J Pediatr Surg. 1992 Aug;27(8):1136-40; discussion 1140-1. doi: 10.1016/0022-3468(92)90575-r.
This study reviews our experience from 1977 to 1991 with 32 children born with esophageal atresia and tracheoesophageal fistula (EA-TEF) who later underwent surgery for severe tracheomalacia. Indications for surgery included dying spells (21), inability to extubate the airway (nasotracheal tube 5, tracheotomy 3), and recurrent pneumonia (3). Diagnosis was confirmed by chest x-ray, esophagogram, and bronchoscopy. Aortopexy was performed in 31 of 32 children; a splint without aortopexy was used in one older girl. Splinting was also necessary in two of the 31 at the initial operation, when aortopexy failed to prevent tracheal collapse. There were four initial failures. Currently, 29 children are well (median follow-up, 6.6 years). Two have a tracheostomy in place, and one, who had a vascular ring divided after aortopexy, died at home of unknown cause 1 month later. These findings indicate that aortopexy provides long-term relief of severe symptoms of tracheomalacia associated with EA-TEF in almost all affected children. When aortopexy fails, the insertion of an airway splint may succeed; otherwise, tracheostomy is necessary.
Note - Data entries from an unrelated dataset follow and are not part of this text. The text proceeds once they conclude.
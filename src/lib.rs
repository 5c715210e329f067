//! Bubble Arena - a tile-grid bubble placement arcade simulation
//!
//! Core modules:
//! - `sim`: Tick-driven simulation (board, timers, entities, blasts, spawning, sessions)
//! - `settings`: Data-driven tuning loaded from JSON
//! - `error`: Error types surfaced by the engine

pub mod error;
pub mod settings;
pub mod sim;

pub use error::{BoardError, SettingsError};
pub use settings::Settings;

/// Game configuration constants
pub mod consts {
    /// Side length of one board cell in world units (pixels)
    pub const CELL_SIZE: f32 = 40.0;
    /// Default board dimensions
    pub const BOARD_WIDTH: i32 = 20;
    pub const BOARD_HEIGHT: i32 = 20;
    /// Cacti scattered over the interior at launch
    pub const CACTUS_COUNT: u32 = 20;

    /// Delay between placing a bubble and its detonation (ms)
    pub const FUSE_MS: u64 = 2000;
    /// How long an explosion stays on the board (ms)
    pub const EXPLOSION_LIFETIME_MS: u64 = 500;
    /// Invulnerability window after taking a hit (ms)
    pub const INVULNERABILITY_MS: u64 = 1000;

    /// Cooldown meter ceiling; abilities fire only at exactly this value
    pub const COOLDOWN_MAX: f32 = 100.0;
    /// Cooldown recovery per millisecond
    pub const BLUE_RECOVERY_PER_MS: f32 = 0.05;
    pub const RED_RECOVERY_PER_MS: f32 = 0.04;
    pub const GREEN_RECOVERY_PER_MS: f32 = 0.02;

    /// Speed multiplier while a speed potion is active
    pub const SPEED_BOOST_FACTOR: f32 = 1.5;
    /// Duration of speed/attack potions (ms)
    pub const BOOST_DURATION_MS: u64 = 10_000;

    /// Match clocks (ms)
    pub const SCAVENGER_DURATION_MS: u64 = 180_000;
    pub const BATTLE_DURATION_MS: u64 = 120_000;

    /// Spawner cadence (ms)
    pub const SPAWN_WAVE_INTERVAL_MS: u64 = 30_000;
    pub const BOT_LAND_INTERVAL_MS: u64 = 10_000;
    pub const OVERTIME_BOT_LAND_INTERVAL_MS: u64 = 5_000;
    pub const POTION_INTERVAL_MS: u64 = 5_000;

    /// Starting life
    pub const PRIMARY_LIFE: i32 = 5;
    pub const BOT_LIFE: i32 = 10;
    /// Chance per tick that a bot picks a new heading
    pub const BOT_TURN_CHANCE: f64 = 0.04;

    /// Boxes and landings keep this many cell widths away from every player
    pub const SAFE_RADIUS_CELLS: f32 = 2.0;
    /// Random placement attempts before a landing is skipped
    pub const MAX_PLACEMENT_ATTEMPTS: u32 = 64;
    /// Largest distance a player moves per collision check, as a fraction of a cell
    pub const MOVE_SUBSTEP_CELLS: f32 = 0.125;
    /// Half extent of a player's footprint used for the movement check
    pub const PLAYER_HALF_EXTENT: f32 = 5.0;
}
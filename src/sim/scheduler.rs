//! Delayed and repeating timers in simulation time
//!
//! Timers carry a plain action tag instead of a callback. The owner drives
//! [`Scheduler::advance`] once per host tick and resolves the returned tags
//! itself, so a timer can never hold a reference into session state.

use serde::{Deserialize, Serialize};

/// Handle to a pending timer
#[derive(Debug, Clone, Copy, PartialEq, Eq, Hash, PartialOrd, Ord, Serialize, Deserialize)]
pub struct TimerId(u64);

#[derive(Debug, Clone)]
struct Timer<A> {
    id: TimerId,
    remaining_ms: u64,
    /// `Some` for repeating timers
    period_ms: Option<u64>,
    action: A,
}

/// Cooperative timer registry
#[derive(Debug, Clone)]
pub struct Scheduler<A> {
    /// Kept in registration order
    timers: Vec<Timer<A>>,
    next_id: u64,
    paused: bool,
    now_ms: u64,
}

impl<A> Default for Scheduler<A> {
    fn default() -> Self {
        Self {
            timers: Vec::new(),
            next_id: 1,
            paused: false,
            now_ms: 0,
        }
    }
}

impl<A: Clone> Scheduler<A> {
    pub fn new() -> Self {
        Self::default()
    }

    fn register(&mut self, remaining_ms: u64, period_ms: Option<u64>, action: A) -> TimerId {
        let id = TimerId(self.next_id);
        self.next_id += 1;
        self.timers.push(Timer {
            id,
            remaining_ms,
            period_ms,
            action,
        });
        id
    }

    /// Fire `action` once, `delay_ms` from now
    pub fn after(&mut self, delay_ms: u64, action: A) -> TimerId {
        self.register(delay_ms, None, action)
    }

    /// Fire `action` every `period_ms` until cancelled (first firing one period from now)
    pub fn every(&mut self, period_ms: u64, action: A) -> TimerId {
        let period = period_ms.max(1);
        self.register(period, Some(period), action)
    }

    /// Remove a pending timer. Returns false if it already fired or was cancelled.
    pub fn cancel(&mut self, id: TimerId) -> bool {
        let before = self.timers.len();
        self.timers.retain(|t| t.id != id);
        self.timers.len() != before
    }

    pub fn is_pending(&self, id: TimerId) -> bool {
        self.timers.iter().any(|t| t.id == id)
    }

    /// Number of pending timers
    pub fn pending(&self) -> usize {
        self.timers.len()
    }

    /// Milliseconds of unpaused time delivered so far
    pub fn now_ms(&self) -> u64 {
        self.now_ms
    }

    pub fn pause(&mut self) {
        self.paused = true;
    }

    pub fn resume(&mut self) {
        self.paused = false;
    }

    pub fn is_paused(&self) -> bool {
        self.paused
    }

    /// Drop every timer (teardown)
    pub fn clear(&mut self) {
        self.timers.clear();
    }

    /// Let `delta_ms` pass and return the actions that came due, ordered by
    /// due time and then by registration order.
    pub fn advance(&mut self, delta_ms: u64) -> Vec<A> {
        if self.paused {
            return Vec::new();
        }
        self.now_ms += delta_ms;

        // (offset into this delta, action); pushed in registration order so a
        // stable sort keeps registration order among ties
        let mut due: Vec<(u64, A)> = Vec::new();
        self.timers.retain_mut(|timer| {
            if timer.remaining_ms > delta_ms {
                timer.remaining_ms -= delta_ms;
                return true;
            }
            let mut at = timer.remaining_ms;
            due.push((at, timer.action.clone()));
            match timer.period_ms {
                None => false,
                Some(period) => {
                    while at + period <= delta_ms {
                        at += period;
                        due.push((at, timer.action.clone()));
                    }
                    timer.remaining_ms = at + period - delta_ms;
                    true
                }
            }
        });
        due.sort_by_key(|(at, _)| *at);
        due.into_iter().map(|(_, action)| action).collect()
    }
}
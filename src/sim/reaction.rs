//! Box material reactions
//!
//! Pure lookup from (material, explosion kind) to the material left behind
//! and whatever the destruction pays out.

use super::board::BoxMaterial;
use super::entity::{BubbleKind, ExplosionKind};

/// What destroying (or damaging) a box yields
#[derive(Debug, Clone, Copy, PartialEq, Eq, Default)]
pub struct Reward {
    pub score: i64,
    pub spawn_bubble: Option<BubbleKind>,
    pub spawn_bot: bool,
}

#[derive(Debug, Clone, Copy, PartialEq, Eq)]
pub struct Reaction {
    /// Material left in the cell; `None` means the box is gone
    pub next: Option<BoxMaterial>,
    pub reward: Reward,
}

impl Reaction {
    fn stays(material: BoxMaterial) -> Self {
        Self {
            next: Some(material),
            reward: Reward::default(),
        }
    }

    fn destroyed(score: i64) -> Self {
        Self {
            next: None,
            reward: Reward {
                score,
                ..Default::default()
            },
        }
    }

    fn releases(bubble: BubbleKind) -> Self {
        Self {
            next: None,
            reward: Reward {
                score: 1,
                spawn_bubble: Some(bubble),
                spawn_bot: false,
            },
        }
    }

    pub fn is_destroyed(&self) -> bool {
        self.next.is_none()
    }
}

/// React `material` with an explosion of `kind`
pub fn react(material: BoxMaterial, kind: ExplosionKind) -> Reaction {
    use BoxMaterial as M;
    use ExplosionKind as E;

    match (material, kind) {
        (M::O, _) => Reaction::destroyed(1),

        (M::N, E::Plain) => Reaction::stays(M::O),
        (M::N, _) => Reaction::destroyed(1),

        (M::Silver, E::Plain) => Reaction::stays(M::N),
        (M::Silver, E::Red) => Reaction::stays(M::O),
        (M::Silver, E::Black) => Reaction::destroyed(1),

        (M::Dark, E::Plain) => Reaction::stays(M::Dark),
        (M::Dark, _) => Reaction::destroyed(1),

        (M::Gold, _) => Reaction::destroyed(2),

        (M::Blue, _) => Reaction::releases(BubbleKind::Blue),
        (M::Red, _) => Reaction::releases(BubbleKind::Red),
        (M::Black, _) => Reaction::releases(BubbleKind::Black),
        (M::Green, _) => Reaction::releases(BubbleKind::Green),
        (M::Purple, _) => Reaction::releases(BubbleKind::Purple),

        (M::Man, _) => Reaction {
            next: None,
            reward: Reward {
                score: 0,
                spawn_bubble: None,
                spawn_bot: true,
            },
        },
    }
}

#[cfg(test)]
mod tests {
    use super::*;
    use proptest::prelude::*;
    use BoxMaterial as M;
    use ExplosionKind as E;

    const KINDS: [ExplosionKind; 3] = [E::Plain, E::Red, E::Black];

    #[test]
    fn test_degrading_tiers() {
        assert_eq!(react(M::N, E::Plain).next, Some(M::O));
        assert_eq!(react(M::Silver, E::Plain).next, Some(M::N));
        assert_eq!(react(M::Silver, E::Red).next, Some(M::O));
        assert!(react(M::Silver, E::Black).is_destroyed());
        assert!(react(M::N, E::Red).is_destroyed());
        assert!(react(M::N, E::Black).is_destroyed());
    }

    #[test]
    fn test_dark_ignores_plain() {
        let r = react(M::Dark, E::Plain);
        assert_eq!(r.next, Some(M::Dark));
        assert_eq!(r.reward, Reward::default());
        assert!(react(M::Dark, E::Red).is_destroyed());
        assert!(react(M::Dark, E::Black).is_destroyed());
    }

    #[test]
    fn test_gold_pays_double() {
        for kind in KINDS {
            assert_eq!(react(M::Gold, kind), Reaction::destroyed(2));
        }
    }

    #[test]
    fn test_elemental_boxes_release_matching_bubble() {
        let pairs = [
            (M::Blue, BubbleKind::Blue),
            (M::Red, BubbleKind::Red),
            (M::Black, BubbleKind::Black),
            (M::Green, BubbleKind::Green),
            (M::Purple, BubbleKind::Purple),
        ];
        for (material, bubble) in pairs {
            for kind in KINDS {
                let r = react(material, kind);
                assert!(r.is_destroyed());
                assert_eq!(r.reward.spawn_bubble, Some(bubble));
                assert_eq!(r.reward.score, 1);
            }
        }
    }

    #[test]
    fn test_man_releases_bot_without_score() {
        for kind in KINDS {
            let r = react(M::Man, kind);
            assert!(r.is_destroyed());
            assert!(r.reward.spawn_bot);
            assert_eq!(r.reward.score, 0);
        }
    }

    proptest! {
        #[test]
        fn prop_score_only_on_destruction(m in 0usize..11, k in 0usize..3) {
            let r = react(M::ALL[m], KINDS[k]);
            if r.next.is_some() {
                prop_assert_eq!(r.reward, Reward::default());
            }
            prop_assert!(r.reward.score >= 0 && r.reward.score <= 2);
            prop_assert!(!(r.reward.spawn_bot && r.reward.spawn_bubble.is_some()));
        }
    }
}
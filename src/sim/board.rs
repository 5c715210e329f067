//! Grid storage and coordinate conversion
//!
//! The board keeps two parallel layers over a `width x height` grid:
//! - terrain: what the ground is made of (trees and cacti block movement)
//! - boxes: optional destructible box material sitting on the cell
//!
//! Cells outside the grid are a programming error: lookups panic, while
//! point/cell conversions report [`BoardError::OutOfBounds`].

use glam::Vec2;
use serde::{Deserialize, Serialize};

use crate::error::BoardError;

/// One discrete grid position
#[derive(Debug, Clone, Copy, PartialEq, Eq, Hash, PartialOrd, Ord, Serialize, Deserialize)]
pub struct Cell {
    pub x: i32,
    pub y: i32,
}

impl Cell {
    pub const fn new(x: i32, y: i32) -> Self {
        Self { x, y }
    }

    #[inline]
    pub fn offset(self, dx: i32, dy: i32) -> Self {
        Self::new(self.x + dx, self.y + dy)
    }

    /// Chebyshev ring distance
    #[inline]
    pub fn ring_distance(self, other: Cell) -> i32 {
        (self.x - other.x).abs().max((self.y - other.y).abs())
    }
}

/// Ground layer
#[derive(Debug, Clone, Copy, PartialEq, Eq, Default, Serialize, Deserialize)]
pub enum Terrain {
    #[default]
    Empty,
    Tree,
    Cactus,
}

impl Terrain {
    pub fn blocks_movement(self) -> bool {
        self != Terrain::Empty
    }
}

/// Box material tiers, roughly ordered by toughness
#[derive(Debug, Clone, Copy, PartialEq, Eq, Hash, Serialize, Deserialize)]
pub enum BoxMaterial {
    /// Bare box, any explosion destroys it
    O,
    /// Needs a second plain hit
    N,
    Silver,
    /// Ignores plain explosions
    Dark,
    /// Double score
    Gold,
    Blue,
    Red,
    Black,
    Green,
    Purple,
    /// Battle only: releases a bot when destroyed
    Man,
}

impl BoxMaterial {
    pub const ALL: [BoxMaterial; 11] = [
        BoxMaterial::O,
        BoxMaterial::N,
        BoxMaterial::Silver,
        BoxMaterial::Dark,
        BoxMaterial::Gold,
        BoxMaterial::Blue,
        BoxMaterial::Red,
        BoxMaterial::Black,
        BoxMaterial::Green,
        BoxMaterial::Purple,
        BoxMaterial::Man,
    ];
}

/// The arena grid
#[derive(Debug, Clone, Serialize, Deserialize)]
pub struct Board {
    width: i32,
    height: i32,
    cell_size: f32,
    terrain: Vec<Terrain>,
    boxes: Vec<Option<BoxMaterial>>,
}

impl Board {
    /// Create an all-empty board
    pub fn new(width: i32, height: i32, cell_size: f32) -> Self {
        assert!(width > 0 && height > 0, "board must be non-empty, got {width}x{height}");
        let len = (width * height) as usize;
        Self {
            width,
            height,
            cell_size,
            terrain: vec![Terrain::Empty; len],
            boxes: vec![None; len],
        }
    }

    #[inline]
    pub fn width(&self) -> i32 {
        self.width
    }

    #[inline]
    pub fn height(&self) -> i32 {
        self.height
    }

    #[inline]
    pub fn cell_size(&self) -> f32 {
        self.cell_size
    }

    #[inline]
    pub fn in_bounds(&self, cell: Cell) -> bool {
        cell.x >= 0 && cell.y >= 0 && cell.x < self.width && cell.y < self.height
    }

    fn out_of_bounds(&self, cell: Cell) -> BoardError {
        BoardError::OutOfBounds {
            x: cell.x,
            y: cell.y,
            width: self.width,
            height: self.height,
        }
    }

    /// World-space center of a cell
    pub fn cell_center(&self, cell: Cell) -> Result<Vec2, BoardError> {
        if !self.in_bounds(cell) {
            return Err(self.out_of_bounds(cell));
        }
        Ok(Vec2::new(
            (cell.x as f32 + 0.5) * self.cell_size,
            (cell.y as f32 + 0.5) * self.cell_size,
        ))
    }

    /// Cell containing a world-space point
    pub fn point_to_cell(&self, point: Vec2) -> Result<Cell, BoardError> {
        let cell = Cell::new(
            (point.x / self.cell_size).floor() as i32,
            (point.y / self.cell_size).floor() as i32,
        );
        if self.in_bounds(cell) {
            Ok(cell)
        } else {
            Err(self.out_of_bounds(cell))
        }
    }

    /// # Panics
    /// If `cell` is outside the board.
    fn index(&self, cell: Cell) -> usize {
        assert!(
            self.in_bounds(cell),
            "cell ({}, {}) outside {}x{} board",
            cell.x,
            cell.y,
            self.width,
            self.height
        );
        (cell.y * self.width + cell.x) as usize
    }

    pub fn terrain_at(&self, cell: Cell) -> Terrain {
        self.terrain[self.index(cell)]
    }

    pub fn set_terrain(&mut self, cell: Cell, terrain: Terrain) {
        let i = self.index(cell);
        self.terrain[i] = terrain;
    }

    pub fn box_at(&self, cell: Cell) -> Option<BoxMaterial> {
        self.boxes[self.index(cell)]
    }

    #[inline]
    pub fn has_box(&self, cell: Cell) -> bool {
        self.box_at(cell).is_some()
    }

    /// Place a box, returning whatever was there before
    pub fn set_box(&mut self, cell: Cell, material: BoxMaterial) -> Option<BoxMaterial> {
        let i = self.index(cell);
        self.boxes[i].replace(material)
    }

    pub fn clear_box(&mut self, cell: Cell) -> Option<BoxMaterial> {
        let i = self.index(cell);
        self.boxes[i].take()
    }

    /// In bounds, walkable terrain and no box
    pub fn is_passable(&self, cell: Cell) -> bool {
        self.in_bounds(cell) && !self.terrain_at(cell).blocks_movement() && !self.has_box(cell)
    }

    /// Surround the board with a ring of the given terrain
    pub fn fill_border(&mut self, terrain: Terrain) {
        for x in 0..self.width {
            self.set_terrain(Cell::new(x, 0), terrain);
            self.set_terrain(Cell::new(x, self.height - 1), terrain);
        }
        for y in 0..self.height {
            self.set_terrain(Cell::new(0, y), terrain);
            self.set_terrain(Cell::new(self.width - 1, y), terrain);
        }
    }

    /// Every cell, column by column
    pub fn cells(&self) -> impl Iterator<Item = Cell> + use<> {
        let (w, h) = (self.width, self.height);
        (0..w).flat_map(move |x| (0..h).map(move |y| Cell::new(x, y)))
    }

    /// All cells of row `y`, left to right
    pub fn row(&self, y: i32) -> impl Iterator<Item = Cell> + use<> {
        (0..self.width).map(move |x| Cell::new(x, y))
    }

    /// All cells of column `x`, top to bottom
    pub fn column(&self, x: i32) -> impl Iterator<Item = Cell> + use<> {
        (0..self.height).map(move |y| Cell::new(x, y))
    }
}

#[cfg(test)]
mod tests {
    use super::*;

    #[test]
    fn test_cell_center_and_back() {
        let board = Board::new(20, 20, 40.0);
        let center = board.cell_center(Cell::new(3, 7)).unwrap();
        assert_eq!(center, Vec2::new(140.0, 300.0));
        assert_eq!(board.point_to_cell(center).unwrap(), Cell::new(3, 7));
        // Anywhere inside the tile maps to the same cell
        assert_eq!(board.point_to_cell(Vec2::new(120.1, 319.9)).unwrap(), Cell::new(3, 7));
    }

    #[test]
    fn test_point_outside_is_out_of_bounds() {
        let board = Board::new(4, 3, 10.0);
        assert_eq!(
            board.point_to_cell(Vec2::new(-0.5, 5.0)),
            Err(BoardError::OutOfBounds {
                x: -1,
                y: 0,
                width: 4,
                height: 3
            })
        );
        assert!(board.point_to_cell(Vec2::new(40.0, 5.0)).is_err());
        assert!(board.cell_center(Cell::new(0, 3)).is_err());
    }

    #[test]
    #[should_panic(expected = "outside 4x3 board")]
    fn test_lookup_outside_panics() {
        let board = Board::new(4, 3, 10.0);
        board.box_at(Cell::new(4, 0));
    }

    #[test]
    fn test_box_layer() {
        let mut board = Board::new(5, 5, 40.0);
        let c = Cell::new(2, 2);
        assert_eq!(board.box_at(c), None);
        assert_eq!(board.set_box(c, BoxMaterial::Silver), None);
        assert_eq!(board.set_box(c, BoxMaterial::N), Some(BoxMaterial::Silver));
        assert!(!board.is_passable(c));
        assert_eq!(board.clear_box(c), Some(BoxMaterial::N));
        assert!(board.is_passable(c));
        assert_eq!(board.clear_box(c), None);
    }

    #[test]
    fn test_border_blocks() {
        let mut board = Board::new(6, 4, 40.0);
        board.fill_border(Terrain::Tree);
        assert_eq!(board.terrain_at(Cell::new(0, 2)), Terrain::Tree);
        assert_eq!(board.terrain_at(Cell::new(5, 3)), Terrain::Tree);
        assert_eq!(board.terrain_at(Cell::new(2, 1)), Terrain::Empty);
        assert!(!board.is_passable(Cell::new(3, 0)));
        assert!(board.is_passable(Cell::new(3, 2)));
        assert!(!board.is_passable(Cell::new(-1, 2)));
    }

    #[test]
    fn test_ring_distance() {
        let a = Cell::new(5, 5);
        assert_eq!(a.ring_distance(a), 0);
        assert_eq!(a.ring_distance(Cell::new(6, 4)), 1);
        assert_eq!(a.ring_distance(Cell::new(2, 7)), 3);
    }

    #[test]
    fn test_cells_visits_everything_once() {
        let board = Board::new(3, 4, 1.0);
        let cells: Vec<_> = board.cells().collect();
        assert_eq!(cells.len(), 12);
        assert_eq!(cells[0], Cell::new(0, 0));
        assert_eq!(cells[1], Cell::new(0, 1));
        assert_eq!(board.row(2).count(), 3);
        assert_eq!(board.column(1).count(), 4);
    }
}
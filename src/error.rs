//! Engine error types

use thiserror::Error;

/// Coordinate conversion failures on the board
#[derive(Error, Debug, Clone, Copy, PartialEq, Eq)]
pub enum BoardError {
    /// A point or cell resolved outside `[0,width) x [0,height)`
    #[error("cell ({x}, {y}) is outside the {width}x{height} board")]
    OutOfBounds {
        x: i32,
        y: i32,
        width: i32,
        height: i32,
    },
}

/// Problems loading or validating [`crate::Settings`]
#[derive(Error, Debug)]
pub enum SettingsError {
    #[error("malformed settings: {0}")]
    Json(#[from] serde_json::Error),

    #[error("invalid setting `{field}`: {reason}")]
    Invalid { field: &'static str, reason: String },
}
本研究回顾了我们在1977年至1991年间对32例患有食管闭锁和气管食管瘘(EA - TEF)且后来因严重气管软化症接受手术的儿童的治疗经验。手术指征包括濒死发作(21例)、无法拔除气道插管(鼻气管插管5例,气管切开3例)以及反复肺炎(3例)。通过胸部X光、食管造影和支气管镜检查确诊。32例儿童中有31例行主动脉固定术;一名年长女孩使用了未行主动脉固定术的夹板。在31例中的2例初次手术时也需要夹板,当时主动脉固定术未能防止气管塌陷。初次手术有4例失败。目前,29名儿童情况良好(中位随访时间为6.6年)。2例仍有气管造口,1例在主动脉固定术后因血管环分离,1个月后在家中不明原因死亡。这些结果表明,主动脉固定术几乎能使所有受影响儿童的与EA - TEF相关的严重气管软化症状得到长期缓解。当主动脉固定术失败时,插入气道夹板可能成功;否则,气管造口术是必要的。